Sony Infection 500,000 +

Sony, Sony, Sony… Why have we come to hate you? or have we?

For starters on Monday October 31st (Halloween) your little trick or treat was revealed to all on the internet. This shows that by installing the media player on a number of your CD’s would also installed a rootkit, allowing any file with $sys$ in front of it to be hidden. (ex. $sys$Virus.exe would be invisible). In Marks (www.sysinternals.com) research on this matter he shows how there isn’t an uninstall feature for this rootkit and manual remove will render you CDROM useless.

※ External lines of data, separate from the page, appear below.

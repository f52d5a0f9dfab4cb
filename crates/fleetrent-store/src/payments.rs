//! Payment record storage.
//!
//! One payment row per rental. `external_reference` is the idempotency
//! key shared with the gateway and carries a UNIQUE constraint.

use rusqlite::{params, Connection, OptionalExtension};
use std::sync::{Arc, Mutex};

use fleetrent_types::{PaymentId, PaymentRecord, PaymentStatus, RentalId};

use crate::error::{Result, StoreError};
use crate::traits::PaymentStore;
use crate::types::NewPayment;
use crate::{column_decode_error, current_timestamp};

/// SQLite-based payment store.
pub struct SqlitePaymentStore {
    conn: Arc<Mutex<Connection>>,
}

impl SqlitePaymentStore {
    /// Create a new payment store with the given database connection.
    pub fn new(conn: Arc<Mutex<Connection>>) -> Self {
        Self { conn }
    }
}

/// Columns selected for every payment read.
const PAYMENT_COLUMNS: &str = "id, rental_id, invoice_id, external_reference, amount, status, \
     payment_url, payer_email, requires_refund, created_at, updated_at";

/// Deserialize a payment record from a database row.
pub(crate) fn row_to_payment(row: &rusqlite::Row) -> rusqlite::Result<PaymentRecord> {
    let status_raw: u8 = row.get(5)?;
    let status = PaymentStatus::from_u8(status_raw)
        .ok_or_else(|| column_decode_error(5, format!("unknown payment status {}", status_raw)))?;

    Ok(PaymentRecord {
        id: PaymentId(row.get(0)?),
        rental_id: RentalId(row.get(1)?),
        invoice_id: row.get(2)?,
        external_reference: row.get(3)?,
        amount: row.get::<_, i64>(4)? as u64,
        status,
        payment_url: row.get(6)?,
        payer_email: row.get(7)?,
        requires_refund: row.get::<_, i64>(8)? != 0,
        created_at: row.get(9)?,
        updated_at: row.get(10)?,
    })
}

impl PaymentStore for SqlitePaymentStore {
    fn insert(&mut self, payment: NewPayment) -> Result<PaymentRecord> {
        let conn = self
            .conn
            .lock()
            .map_err(|_| StoreError::lock_poisoned("database connection lock poisoned"))?;
        let now = current_timestamp();

        conn.execute(
            "INSERT INTO payments (rental_id, invoice_id, external_reference, amount, status, payment_url, payer_email, created_at, updated_at)
             VALUES (?1, ?2, ?3, ?4, ?5, ?6, ?7, ?8, ?8)",
            params![
                payment.rental_id.0,
                payment.invoice_id,
                payment.external_reference,
                payment.amount as i64,
                PaymentStatus::Pending as u8,
                payment.payment_url,
                payment.payer_email,
                now,
            ],
        )?;
        let id = PaymentId(conn.last_insert_rowid());

        tracing::debug!(
            payment_id = %id,
            rental_id = %payment.rental_id,
            reference = %payment.external_reference,
            "Payment record inserted"
        );

        Ok(PaymentRecord {
            id,
            rental_id: payment.rental_id,
            invoice_id: payment.invoice_id,
            external_reference: payment.external_reference,
            amount: payment.amount,
            status: PaymentStatus::Pending,
            payment_url: payment.payment_url,
            payer_email: payment.payer_email,
            requires_refund: false,
            created_at: now,
            updated_at: now,
        })
    }

    fn get(&self, id: PaymentId) -> Result<Option<PaymentRecord>> {
        let conn = self
            .conn
            .lock()
            .map_err(|_| StoreError::lock_poisoned("database connection lock poisoned"))?;

        let payment = conn
            .query_row(
                &format!("SELECT {} FROM payments WHERE id = ?1", PAYMENT_COLUMNS),
                [id.0],
                row_to_payment,
            )
            .optional()?;
        Ok(payment)
    }

    fn get_by_reference(&self, reference: &str) -> Result<Option<PaymentRecord>> {
        let conn = self
            .conn
            .lock()
            .map_err(|_| StoreError::lock_poisoned("database connection lock poisoned"))?;
        get_by_reference(&conn, reference)
    }

    fn set_status(&mut self, id: PaymentId, status: PaymentStatus) -> Result<()> {
        let conn = self
            .conn
            .lock()
            .map_err(|_| StoreError::lock_poisoned("database connection lock poisoned"))?;
        set_status(&conn, id, status)
    }
}

// =============================================================================
// Transactional helpers
// =============================================================================

/// Look up a payment by external reference on the caller's connection or
/// open transaction.
pub fn get_by_reference(conn: &Connection, reference: &str) -> Result<Option<PaymentRecord>> {
    let payment = conn
        .query_row(
            &format!(
                "SELECT {} FROM payments WHERE external_reference = ?1",
                PAYMENT_COLUMNS
            ),
            [reference],
            row_to_payment,
        )
        .optional()?;
    Ok(payment)
}

/// Write a payment status on the caller's connection or open transaction.
pub fn set_status(conn: &Connection, id: PaymentId, status: PaymentStatus) -> Result<()> {
    let affected = conn.execute(
        "UPDATE payments SET status = ?2, updated_at = ?3 WHERE id = ?1",
        params![id.0, status as u8, current_timestamp()],
    )?;
    if affected == 0 {
        return Err(StoreError::PaymentNotFound(format!("payment id {}", id)));
    }
    Ok(())
}

/// Flag a payment as needing a manual refund.
///
/// Set when money was collected but the rental could not be activated
/// (stock exhausted between reservation and confirmation).
pub fn flag_refund(conn: &Connection, id: PaymentId) -> Result<()> {
    let affected = conn.execute(
        "UPDATE payments SET requires_refund = 1, updated_at = ?2 WHERE id = ?1",
        params![id.0, current_timestamp()],
    )?;
    if affected == 0 {
        return Err(StoreError::PaymentNotFound(format!("payment id {}", id)));
    }
    Ok(())
}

At first, I was strong against my hate for Sony; however last night was a different story. I’m not going to go to into detail of the situation, so I’ll get to the point. I run an updated virus scan with Kaspersky and all systems show clean. Well I’ve been a user of Rootkit Revealer and Blacklight along with a few others for detecting rootkits. So, I scan my brothers computer w/ Rootkit revealer and boom, he’s infected with the same rootkit described in Mark’s blog. I asked my brother what CD’s has he listened to on his computer lately and he said, “I’ve listen to my new Lil Rob CD.” I asked, “Did it require you to install a media player from the CD?” He replied, “Yes, why?” Now it gets interesting…

Today I checked the list Sony released of infected CDs and Lil Rob isn’t on the list. So I started to follow Mark’s @ sysinternals.com steps and went to Amazon.com to look up Lil Rob CD’s. Sure enough, Sony has nothing to do with this CD, Lil Rob’s record label is, Upstairs Records. Both of these record labels are using First 4 Internet Lld. This is that company’s responsibility for this technology; however Sony and Upstairs Records are responsible for implementing such technology against their paying customers.

On a personal level, I’ll never purchase a Sony product again (except maybe a PS3). Seeing this rootkit first hand just like I’ve read about over the last 3 weeks makes me sick to my stomach. How do you think it feels to say, “I haven’t been infected for over 3 years, until Sony’s rootkit.”